* What this task involves:
Among the entries below, find the lines with the word "struct" and copy them.

[Saved entries]
■ ■ ■
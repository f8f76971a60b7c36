//! In-memory store for exercising the lifecycle without a database.
//!
//! `MemoryStore` mirrors the conditional semantics of the Postgres store:
//! promote-if-pending, consume-at-most-once, atomic disable. It backs the
//! unit and integration tests and is usable by downstream crates that want
//! to test against the auth services directly.

use std::collections::HashMap;
use std::sync::{Arc, Mutex};

use async_trait::async_trait;
use chrono::{DateTime, Duration, Utc};
use purrstay_db::{LoginChallenge, TwoFactorConfig, User};
use uuid::Uuid;

use crate::error::ApiAuthError;
use crate::store::{ChallengeStore, CredentialStore, SecretStore};

#[derive(Debug, Default)]
struct Inner {
    users: HashMap<Uuid, User>,
    configs: HashMap<Uuid, TwoFactorConfig>,
    // user_id -> [(code_hash, used)]
    backup_codes: HashMap<Uuid, Vec<(String, bool)>>,
    challenges: HashMap<Uuid, LoginChallenge>,
}

/// In-memory implementation of all three store traits.
#[derive(Debug, Default, Clone)]
pub struct MemoryStore {
    inner: Arc<Mutex<Inner>>,
}

impl MemoryStore {
    pub fn new() -> Self {
        Self::default()
    }

    /// Insert a user fixture and return its ID.
    pub fn add_user(&self, email: &str, password_hash: &str, is_active: bool) -> Uuid {
        let id = Uuid::new_v4();
        let user = User {
            id,
            email: email.to_string(),
            password_hash: password_hash.to_string(),
            is_active,
            created_at: Utc::now(),
        };
        self.lock().users.insert(id, user);
        id
    }

    /// Backdate a challenge's expiry so it reads as expired.
    pub fn expire_challenge(&self, id: Uuid) {
        if let Some(c) = self.lock().challenges.get_mut(&id) {
            c.expires_at = Utc::now() - Duration::seconds(1);
        }
    }

    /// Hashes of the unused backup codes currently stored for a user.
    pub fn unused_code_hashes(&self, user_id: Uuid) -> Vec<String> {
        self.lock()
            .backup_codes
            .get(&user_id)
            .map(|codes| {
                codes
                    .iter()
                    .filter(|(_, used)| !used)
                    .map(|(hash, _)| hash.clone())
                    .collect()
            })
            .unwrap_or_default()
    }

    fn lock(&self) -> std::sync::MutexGuard<'_, Inner> {
        self.inner.lock().unwrap_or_else(|e| e.into_inner())
    }

    fn fresh_config(user_id: Uuid, now: DateTime<Utc>) -> TwoFactorConfig {
        TwoFactorConfig {
            id: Uuid::new_v4(),
            user_id,
            secret_enc: None,
            pending_secret_enc: None,
            enabled: false,
            verified_at: None,
            created_at: now,
            updated_at: now,
        }
    }
}

#[async_trait]
impl SecretStore for MemoryStore {
    async fn find_config(&self, user_id: Uuid) -> Result<Option<TwoFactorConfig>, ApiAuthError> {
        Ok(self.lock().configs.get(&user_id).cloned())
    }

    async fn set_pending_secret(&self, user_id: Uuid, blob: &[u8]) -> Result<(), ApiAuthError> {
        let now = Utc::now();
        let mut inner = self.lock();
        let config = inner
            .configs
            .entry(user_id)
            .or_insert_with(|| Self::fresh_config(user_id, now));
        config.pending_secret_enc = Some(blob.to_vec());
        config.updated_at = now;
        Ok(())
    }

    async fn promote_pending(
        &self,
        user_id: Uuid,
        backup_code_hashes: &[String],
    ) -> Result<bool, ApiAuthError> {
        let now = Utc::now();
        let mut inner = self.lock();

        let promoted = match inner.configs.get_mut(&user_id) {
            Some(config) if config.pending_secret_enc.is_some() => {
                config.secret_enc = config.pending_secret_enc.take();
                config.enabled = true;
                config.verified_at = Some(now);
                config.updated_at = now;
                true
            }
            _ => false,
        };
        if !promoted {
            return Ok(false);
        }

        inner.backup_codes.insert(
            user_id,
            backup_code_hashes
                .iter()
                .map(|h| (h.clone(), false))
                .collect(),
        );
        Ok(true)
    }

    async fn disable(&self, user_id: Uuid) -> Result<(), ApiAuthError> {
        let mut inner = self.lock();
        if let Some(config) = inner.configs.get_mut(&user_id) {
            config.secret_enc = None;
            config.pending_secret_enc = None;
            config.enabled = false;
            config.verified_at = None;
            config.updated_at = Utc::now();
        }
        inner.backup_codes.remove(&user_id);
        Ok(())
    }

    async fn replace_backup_codes(
        &self,
        user_id: Uuid,
        hashes: &[String],
    ) -> Result<(), ApiAuthError> {
        self.lock()
            .backup_codes
            .insert(user_id, hashes.iter().map(|h| (h.clone(), false)).collect());
        Ok(())
    }

    async fn consume_backup_code(&self, user_id: Uuid, hash: &str) -> Result<bool, ApiAuthError> {
        let mut inner = self.lock();
        let Some(codes) = inner.backup_codes.get_mut(&user_id) else {
            return Ok(false);
        };
        for (stored, used) in codes.iter_mut() {
            if stored == hash && !*used {
                *used = true;
                return Ok(true);
            }
        }
        Ok(false)
    }

    async fn count_unused_backup_codes(&self, user_id: Uuid) -> Result<i64, ApiAuthError> {
        Ok(self
            .lock()
            .backup_codes
            .get(&user_id)
            .map(|codes| codes.iter().filter(|(_, used)| !used).count() as i64)
            .unwrap_or(0))
    }
}

#[async_trait]
impl ChallengeStore for MemoryStore {
    async fn create_challenge(
        &self,
        user_id: Uuid,
        ttl: Duration,
    ) -> Result<LoginChallenge, ApiAuthError> {
        let now = Utc::now();
        let challenge = LoginChallenge {
            id: Uuid::new_v4(),
            user_id,
            attempts: 0,
            issued_at: now,
            expires_at: now + ttl,
        };
        self.lock().challenges.insert(challenge.id, challenge.clone());
        Ok(challenge)
    }

    async fn find_challenge(&self, id: Uuid) -> Result<Option<LoginChallenge>, ApiAuthError> {
        Ok(self.lock().challenges.get(&id).cloned())
    }

    async fn record_challenge_failure(&self, id: Uuid) -> Result<i32, ApiAuthError> {
        let mut inner = self.lock();
        let challenge = inner
            .challenges
            .get_mut(&id)
            .ok_or(ApiAuthError::ChallengeExpired)?;
        challenge.attempts += 1;
        Ok(challenge.attempts)
    }

    async fn delete_challenge(&self, id: Uuid) -> Result<(), ApiAuthError> {
        self.lock().challenges.remove(&id);
        Ok(())
    }

    async fn delete_expired_challenges(&self) -> Result<u64, ApiAuthError> {
        let now = Utc::now();
        let mut inner = self.lock();
        let before = inner.challenges.len();
        inner.challenges.retain(|_, c| c.expires_at > now);
        Ok((before - inner.challenges.len()) as u64)
    }
}

#[async_trait]
impl CredentialStore for MemoryStore {
    async fn find_user_by_email(&self, email: &str) -> Result<Option<User>, ApiAuthError> {
        let needle = email.to_lowercase();
        Ok(self
            .lock()
            .users
            .values()
            .find(|u| u.email.to_lowercase() == needle)
            .cloned())
    }

    async fn find_user_by_id(&self, id: Uuid) -> Result<Option<User>, ApiAuthError> {
        Ok(self.lock().users.get(&id).cloned())
    }
}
■ ■ ■
* Expected answer:
struct Inner {
pub struct MemoryStore {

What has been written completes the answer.